Work to be completed: A faithful copy of the whole listing is required.

Given records:
use std::sync::Arc;
use std::time::Duration;

use async_trait::async_trait;
use rbac_inspector_application::{RbacApi, StopHandle, WatchSubscription};
use rbac_inspector_core::{AppError, AppResult};
use rbac_inspector_domain::native::ApiStatus;
use rbac_inspector_domain::{
    ApiVersion, BindingListPayload, RBAC_API_GROUP, RawWatchEvent, RolePayload,
};
use reqwest::StatusCode;
use serde_json::Value;
use tokio::sync::mpsc;
use tracing::{debug, warn};

use crate::watch_line_decoder::{WatchLineDecoder, decode_watch_frame};

const WATCH_CHANNEL_CAPACITY: usize = 16;

/// HTTP implementation of the RBAC API port for one revision.
#[derive(Clone)]
pub struct KubernetesRbacApi {
    http_client: reqwest::Client,
    base_url: String,
    token: Arc<str>,
    version: ApiVersion,
    request_timeout: Duration,
}

impl KubernetesRbacApi {
    /// Creates a revision handle rooted at the RBAC group path of `host`.
    #[must_use]
    pub fn new(
        http_client: reqwest::Client,
        host: &str,
        token: Arc<str>,
        version: ApiVersion,
        request_timeout: Duration,
    ) -> Self {
        Self {
            http_client,
            base_url: resource_base_url(host, version),
            token,
            version,
            request_timeout,
        }
    }

    async fn get_json(&self, url: String) -> AppResult<Value> {
        let response = self
            .http_client
            .get(url.as_str())
            .bearer_auth(&*self.token)
            .timeout(self.request_timeout)
            .send()
            .await
            .map_err(|error| AppError::Connection(format!("request to {url} failed: {error}")))?;
        let response = ensure_success(response).await?;

        response.json::<Value>().await.map_err(|error| {
            AppError::Connection(format!("failed to read response body from {url}: {error}"))
        })
    }
}

#[async_trait]
impl RbacApi for KubernetesRbacApi {
    fn version(&self) -> ApiVersion {
        self.version
    }

    async fn watch_cluster_role_bindings(&self) -> AppResult<WatchSubscription> {
        let url = format!("{}/clusterrolebindings?watch=true", self.base_url);
        let response = self
            .http_client
            .get(url.as_str())
            .bearer_auth(&*self.token)
            .send()
            .await
            .map_err(|error| AppError::Connection(format!("watch {url} failed: {error}")))?;
        let response = ensure_success(response).await?;

        let (sender, receiver) = mpsc::channel(WATCH_CHANNEL_CAPACITY);
        let producer = tokio::spawn(forward_watch_frames(self.version, response, sender));

        Ok(WatchSubscription::new(
            receiver,
            StopHandle::new(move || producer.abort()),
        ))
    }

    async fn list_cluster_role_bindings(&self) -> AppResult<BindingListPayload> {
        let body = self
            .get_json(format!("{}/clusterrolebindings", self.base_url))
            .await?;

        BindingListPayload::decode(self.version, body)
    }

    async fn get_cluster_role(&self, name: &str) -> AppResult<RolePayload> {
        if name.trim().is_empty() || name.contains('/') {
            return Err(AppError::Validation(format!(
                "invalid cluster role name '{name}'"
            )));
        }

        let body = self
            .get_json(format!("{}/clusterroles/{name}", self.base_url))
            .await?;

        RolePayload::decode(self.version, body)
    }
}

fn resource_base_url(host: &str, version: ApiVersion) -> String {
    format!(
        "{}/apis/{RBAC_API_GROUP}/{}",
        host.trim_end_matches('/'),
        version.as_str()
    )
}

async fn ensure_success(response: reqwest::Response) -> AppResult<reqwest::Response> {
    let status = response.status();
    if status.is_success() {
        return Ok(response);
    }

    let url = response.url().to_string();
    let body = response
        .text()
        .await
        .unwrap_or_else(|_| "<body unavailable>".to_owned());
    let message = serde_json::from_str::<ApiStatus>(body.as_str())
        .ok()
        .filter(|status| !status.message.is_empty())
        .map_or(body, |status| status.message);

    if status == StatusCode::NOT_FOUND {
        return Err(AppError::NotFound(format!("{url}: {message}")));
    }

    Err(AppError::Connection(format!(
        "{url} returned status {}: {message}",
        status.as_u16()
    )))
}

async fn forward_watch_frames(
    version: ApiVersion,
    mut response: reqwest::Response,
    sender: mpsc::Sender<RawWatchEvent>,
) {
    let mut decoder = WatchLineDecoder::new();
    loop {
        let chunk = match response.chunk().await {
            Ok(chunk) => chunk,
            Err(error) => {
                warn!(version = %version, error = %error, "watch stream failed");
                return;
            }
        };

        let end_of_stream = chunk.is_none();
        if !forward_chunk(version, &mut decoder, chunk.as_deref(), &sender).await {
            return;
        }
        if end_of_stream {
            debug!(version = %version, "watch stream closed by server");
            return;
        }
    }
}

/// Forwards the frames completed by `chunk`; `None` marks the end of the body
/// and flushes an unterminated trailing frame.
///
/// Returns false once the subscriber is gone.
async fn forward_chunk(
    version: ApiVersion,
    decoder: &mut WatchLineDecoder,
    chunk: Option<&[u8]>,
    sender: &mpsc::Sender<RawWatchEvent>,
) -> bool {
    let lines = match chunk {
        Some(chunk) => decoder.push(chunk),
        None => decoder.finish().into_iter().collect(),
    };

    for line in lines {
        match decode_watch_frame(line.as_str()) {
            Ok(event) => {
                if sender.send(event).await.is_err() {
                    return false;
                }
            }
            Err(error) => {
                warn!(version = %version, error = %error, "dropped undecodable watch frame");
            }
        }
    }

    true
}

Task output:
use std::sync::Arc;
use std::time::Duration;

use async_trait::async_trait;
use rbac_inspector_application::{RbacApi, StopHandle, WatchSubscription};
use rbac_inspector_core::{AppError, AppResult};
use rbac_inspector_domain::native::ApiStatus;
use rbac_inspector_domain::{
    ApiVersion, BindingListPayload, RBAC_API_GROUP, RawWatchEvent, RolePayload,
};
use reqwest::StatusCode;
use serde_json::Value;
use tokio::sync::mpsc;
use tracing::{debug, warn};

use crate::watch_line_decoder::{WatchLineDecoder, decode_watch_frame};

const WATCH_CHANNEL_CAPACITY: usize = 16;

/// HTTP implementation of the RBAC API port for one revision.
#[derive(Clone)]
pub struct KubernetesRbacApi {
    http_client: reqwest::Client,
    base_url: String,
    token: Arc<str>,
    version: ApiVersion,
    request_timeout: Duration,
}

impl KubernetesRbacApi {
    /// Creates a revision handle rooted at the RBAC group path of `host`.
    #[must_use]
    pub fn new(
        http_client: reqwest::Client,
        host: &str,
        token: Arc<str>,
        version: ApiVersion,
        request_timeout: Duration,
    ) -> Self {
        Self {
            http_client,
            base_url: resource_base_url(host, version),
            token,
            version,
            request_timeout,
        }
    }

    async fn get_json(&self, url: String) -> AppResult<Value> {
        let response = self
            .http_client
            .get(url.as_str())
            .bearer_auth(&*self.token)
            .timeout(self.request_timeout)
            .send()
            .await
            .map_err(|error| AppError::Connection(format!("request to {url} failed: {error}")))?;
        let response = ensure_success(response).await?;

        response.json::<Value>().await.map_err(|error| {
            AppError::Connection(format!("failed to read response body from {url}: {error}"))
        })
    }
}

#[async_trait]
impl RbacApi for KubernetesRbacApi {
    fn version(&self) -> ApiVersion {
        self.version
    }

    async fn watch_cluster_role_bindings(&self) -> AppResult<WatchSubscription> {
        let url = format!("{}/clusterrolebindings?watch=true", self.base_url);
        let response = self
            .http_client
            .get(url.as_str())
            .bearer_auth(&*self.token)
            .send()
            .await
            .map_err(|error| AppError::Connection(format!("watch {url} failed: {error}")))?;
        let response = ensure_success(response).await?;

        let (sender, receiver) = mpsc::channel(WATCH_CHANNEL_CAPACITY);
        let producer = tokio::spawn(forward_watch_frames(self.version, response, sender));

        Ok(WatchSubscription::new(
            receiver,
            StopHandle::new(move || producer.abort()),
        ))
    }

    async fn list_cluster_role_bindings(&self) -> AppResult<BindingListPayload> {
        let body = self
            .get_json(format!("{}/clusterrolebindings", self.base_url))
            .await?;

        BindingListPayload::decode(self.version, body)
    }

    async fn get_cluster_role(&self, name: &str) -> AppResult<RolePayload> {
        if name.trim().is_empty() || name.contains('/') {
            return Err(AppError::Validation(format!(
                "invalid cluster role name '{name}'"
            )));
        }

        let body = self
            .get_json(format!("{}/clusterroles/{name}", self.base_url))
            .await?;

        RolePayload::decode(self.version, body)
    }
}

fn resource_base_url(host: &str, version: ApiVersion) -> String {
    format!(
        "{}/apis/{RBAC_API_GROUP}/{}",
        host.trim_end_matches('/'),
        version.as_str()
    )
}

async fn ensure_success(response: reqwest::Response) -> AppResult<reqwest::Response> {
    let status = response.status();
    if status.is_success() {
        return Ok(response);
    }

    let url = response.url().to_string();
    let body = response
        .text()
        .await
        .unwrap_or_else(|_| "<body unavailable>".to_owned());
    let message = serde_json::from_str::<ApiStatus>(body.as_str())
        .ok()
        .filter(|status| !status.message.is_empty())
        .map_or(body, |status| status.message);

    if status == StatusCode::NOT_FOUND {
        return Err(AppError::NotFound(format!("{url}: {message}")));
    }

    Err(AppError::Connection(format!(
        "{url} returned status {}: {message}",
        status.as_u16()
    )))
}

async fn forward_watch_frames(
    version: ApiVersion,
    mut response: reqwest::Response,
    sender: mpsc::Sender<RawWatchEvent>,
) {
    let mut decoder = WatchLineDecoder::new();
    loop {
        let chunk = match response.chunk().await {
            Ok(chunk) => chunk,
            Err(error) => {
                warn!(version = %version, error = %error, "watch stream failed");
                return;
            }
        };

        let end_of_stream = chunk.is_none();
        if !forward_chunk(version, &mut decoder, chunk.as_deref(), &sender).await {
            return;
        }
        if end_of_stream {
            debug!(version = %version, "watch stream closed by server");
            return;
        }
    }
}

/// Forwards the frames completed by `chunk`; `None` marks the end of the body
/// and flushes an unterminated trailing frame.
///
/// Returns false once the subscriber is gone.
async fn forward_chunk(
    version: ApiVersion,
    decoder: &mut WatchLineDecoder,
    chunk: Option<&[u8]>,
    sender: &mpsc::Sender<RawWatchEvent>,
) -> bool {
    let lines = match chunk {
        Some(chunk) => decoder.push(chunk),
        None => decoder.finish().into_iter().collect(),
    };

    for line in lines {
        match decode_watch_frame(line.as_str()) {
            Ok(event) => {
                if sender.send(event).await.is_err() {
                    return false;
                }
            }
            Err(error) => {
                warn!(version = %version, error = %error, "dropped undecodable watch frame");
            }
        }
    }

    true
}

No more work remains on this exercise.